◆ **Task brief**
Scan the data below and copy each line where "index" occurs.

Saved entries:
-------

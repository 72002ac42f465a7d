//! 报告写入服务 - 业务能力层
//!
//! 只负责"把单页结果写成 HTML 报告"，不关心流程

use std::fmt::Write as _;
use std::path::PathBuf;

use async_trait::async_trait;
use reqwest::Url;
use tracing::debug;

use crate::error::{AppError, AppResult};
use crate::models::{AccessibilityEngine, PageResult};
use crate::utils::html::{escape_html, grade_label};

/// 报告输出
///
/// 批次处理器对每个成功的页面调用一次，只关心成功或失败
#[async_trait]
pub trait ReportEmitter: Send + Sync {
    async fn emit(
        &self,
        session_id: &str,
        index: usize,
        result: &PageResult,
    ) -> AppResult<PathBuf>;
}

/// HTML 报告写入器
///
/// 输出路径：`{report_dir}/{session_id}/{序号:02}-{主机名}.html`
pub struct HtmlReportWriter {
    report_dir: PathBuf,
}

impl HtmlReportWriter {
    pub fn new(report_dir: impl Into<PathBuf>) -> Self {
        Self {
            report_dir: report_dir.into(),
        }
    }

    /// 报告文件路径
    pub fn report_path(&self, session_id: &str, index: usize, url: &str) -> PathBuf {
        self.report_dir
            .join(sanitize(session_id))
            .join(format!("{:02}-{}.html", index + 1, host_slug(url)))
    }
}

#[async_trait]
impl ReportEmitter for HtmlReportWriter {
    async fn emit(
        &self,
        session_id: &str,
        index: usize,
        result: &PageResult,
    ) -> AppResult<PathBuf> {
        let path = self.report_path(session_id, index, &result.url);
        if let Some(dir) = path.parent() {
            tokio::fs::create_dir_all(dir)
                .await
                .map_err(|e| AppError::file_write_failed(dir.display().to_string(), e))?;
        }

        let html = render_report(result);
        tokio::fs::write(&path, html)
            .await
            .map_err(|e| AppError::file_write_failed(path.display().to_string(), e))?;

        debug!("报告已写入: {}", path.display());
        Ok(path)
    }
}

fn sanitize(raw: &str) -> String {
    raw.chars()
        .map(|c| {
            if c.is_ascii_alphanumeric() || c == '-' || c == '.' {
                c
            } else {
                '_'
            }
        })
        .collect()
}

fn host_slug(url: &str) -> String {
    let host = Url::parse(url)
        .ok()
        .and_then(|u| u.host_str().map(str::to_string))
        .unwrap_or_else(|| "page".to_string());
    sanitize(&host)
}

fn check(flag: bool) -> &'static str {
    if flag {
        "有 ✅"
    } else {
        "无 ❌"
    }
}

fn opt_ms(value: Option<u64>) -> String {
    value
        .map(|v| format!("{}ms", v))
        .unwrap_or_else(|| "无法测量".to_string())
}

/// 渲染完整的报告页面
pub fn render_report(r: &PageResult) -> String {
    let s = &r.scores;
    let title = r.seo.title.as_deref().unwrap_or(&r.url);

    let mut html = String::new();
    let _ = writeln!(html, "<!DOCTYPE html>");
    let _ = writeln!(html, "<html lang=\"zh\">\n<head>\n<meta charset=\"utf-8\">");
    let _ = writeln!(
        html,
        "<meta name=\"viewport\" content=\"width=device-width, initial-scale=1\">"
    );
    let _ = writeln!(html, "<title>分析报告 - {}</title>", escape_html(title));
    let _ = writeln!(
        html,
        "<style>body{{font-family:sans-serif;max-width:960px;margin:2rem auto;padding:0 1rem;line-height:1.6}}\
table{{border-collapse:collapse}}td,th{{border:1px solid #ccc;padding:.4rem .8rem}}\
.degraded{{color:#a60}}</style>"
    );
    let _ = writeln!(html, "</head>\n<body>");
    let _ = writeln!(html, "<h1>📊 {}</h1>", escape_html(title));
    let _ = writeln!(html, "<p>{}</p>", escape_html(&r.url));

    // 评分表
    let _ = writeln!(html, "<table class=\"score-table\">");
    let _ = writeln!(html, "<tr><th>项目</th><th>分数</th><th>评价</th></tr>");
    for (label, score) in [
        ("性能", s.performance),
        ("SEO", s.seo),
        ("移动端", s.mobile),
        ("无障碍", s.accessibility),
        ("B2B 获客能力", s.b2b_lead),
    ] {
        let _ = writeln!(
            html,
            "<tr><td>{}</td><td>{}/5</td><td>{}</td></tr>",
            label,
            score,
            grade_label(score)
        );
    }
    let _ = writeln!(
        html,
        "<tr><td><strong>总分</strong></td><td><strong>{}/25</strong></td><td>{}%</td></tr>",
        s.overall,
        s.percentage()
    );
    let _ = writeln!(html, "</table>");

    let degraded = |flag: bool| {
        if flag {
            " <span class=\"degraded\">(未能完整检查)</span>"
        } else {
            ""
        }
    };

    let p = &r.performance;
    let _ = writeln!(html, "<h2>🚀 性能{}</h2>", degraded(p.degraded));
    let _ = writeln!(html, "<p><strong>加载时间:</strong> {}ms</p>", p.load_time);
    let _ = writeln!(
        html,
        "<p><strong>DOMContentLoaded:</strong> {}</p>",
        opt_ms(p.dom_content_loaded)
    );
    let _ = writeln!(
        html,
        "<p><strong>First Contentful Paint:</strong> {}</p>",
        opt_ms(p.first_contentful_paint)
    );

    let seo = &r.seo;
    let _ = writeln!(html, "<h2>🔍 SEO{}</h2>", degraded(seo.degraded));
    let _ = writeln!(
        html,
        "<p><strong>标题:</strong> {}</p>",
        seo.title.as_deref().map(escape_html).unwrap_or_else(|| "未设置".to_string())
    );
    let _ = writeln!(
        html,
        "<p><strong>meta description:</strong> {}</p>",
        seo.meta_description
            .as_deref()
            .map(escape_html)
            .unwrap_or_else(|| "未设置".to_string())
    );
    let _ = writeln!(
        html,
        "<p><strong>标题结构:</strong> H1 {} / H2 {} / H3 {}</p>",
        seo.headings.h1, seo.headings.h2, seo.headings.h3
    );
    let _ = writeln!(
        html,
        "<p><strong>图片 alt:</strong> {}/{}</p>",
        seo.images.with_alt, seo.images.total
    );

    let m = &r.mobile;
    let _ = writeln!(html, "<h2>📱 移动端{}</h2>", degraded(m.degraded));
    let _ = writeln!(
        html,
        "<p><strong>viewport:</strong> {}</p>",
        m.viewport.as_deref().map(escape_html).unwrap_or_else(|| "未设置".to_string())
    );
    let _ = writeln!(html, "<p><strong>媒体查询:</strong> {}</p>", check(m.has_media_queries));
    let _ = writeln!(
        html,
        "<p><strong>触控目标:</strong> {}/{} 个尺寸合适</p>",
        m.touch_targets.adequate_targets, m.touch_targets.total_targets
    );

    let a = &r.accessibility;
    let engine = match a.engine {
        AccessibilityEngine::Axe => "axe-core",
        AccessibilityEngine::Basic => "基础检查",
        AccessibilityEngine::Unavailable => "不可用",
    };
    let _ = writeln!(html, "<h2>♿ 无障碍{}</h2>", degraded(a.degraded));
    let _ = writeln!(html, "<p><strong>检查引擎:</strong> {}</p>", engine);
    if a.violations.is_empty() {
        let _ = writeln!(html, "<p>未检测到问题</p>");
    } else {
        let _ = writeln!(html, "<p><strong>检测到的问题:</strong> {} 项</p>", a.violation_count());
        for v in &a.violations {
            let _ = writeln!(
                html,
                "<p>・<strong>{}</strong> [{}] {} 个节点</p>",
                escape_html(&v.help),
                escape_html(v.impact.as_deref().unwrap_or("unknown")),
                v.nodes
            );
        }
    }

    let l = &r.lead;
    let _ = writeln!(html, "<h2>🏢 B2B 获客能力{}</h2>", degraded(l.degraded));
    if let Some(msg) = &l.message {
        let _ = writeln!(html, "<p>{}</p>", escape_html(msg));
    }
    let _ = writeln!(html, "<p><strong>表单:</strong> {} 个</p>", l.form_count);
    let _ = writeln!(html, "<p><strong>CTA:</strong> {} 个</p>", l.cta_count);
    for (label, flag) in [
        ("联系页面", l.has_contact_page),
        ("客户案例", l.has_case_studies),
        ("价格页面", l.has_pricing_page),
        ("资料下载", l.has_resource_downloads),
        ("公司信息", l.has_company_info),
        ("FAQ", l.has_faq),
        ("隐私政策", l.has_privacy_policy),
    ] {
        let _ = writeln!(html, "<p><strong>{}:</strong> {}</p>", label, check(flag));
    }

    let _ = writeln!(html, "<h2>💡 改进建议</h2>");
    match &r.suggestions {
        // 建议片段本身就是 HTML
        Some(fragment) => {
            let _ = writeln!(html, "{}", fragment);
        }
        None => {
            let _ = writeln!(html, "<p>改进建议获取失败</p>");
        }
    }

    let _ = writeln!(html, "</body>\n</html>");
    html
}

-------

◆ **Result of this exercise**
        index: usize,
    pub fn report_path(&self, session_id: &str, index: usize, url: &str) -> PathBuf {
            .join(format!("{:02}-{}.html", index + 1, host_slug(url)))
        index: usize,
        let path = self.report_path(session_id, index, &result.url);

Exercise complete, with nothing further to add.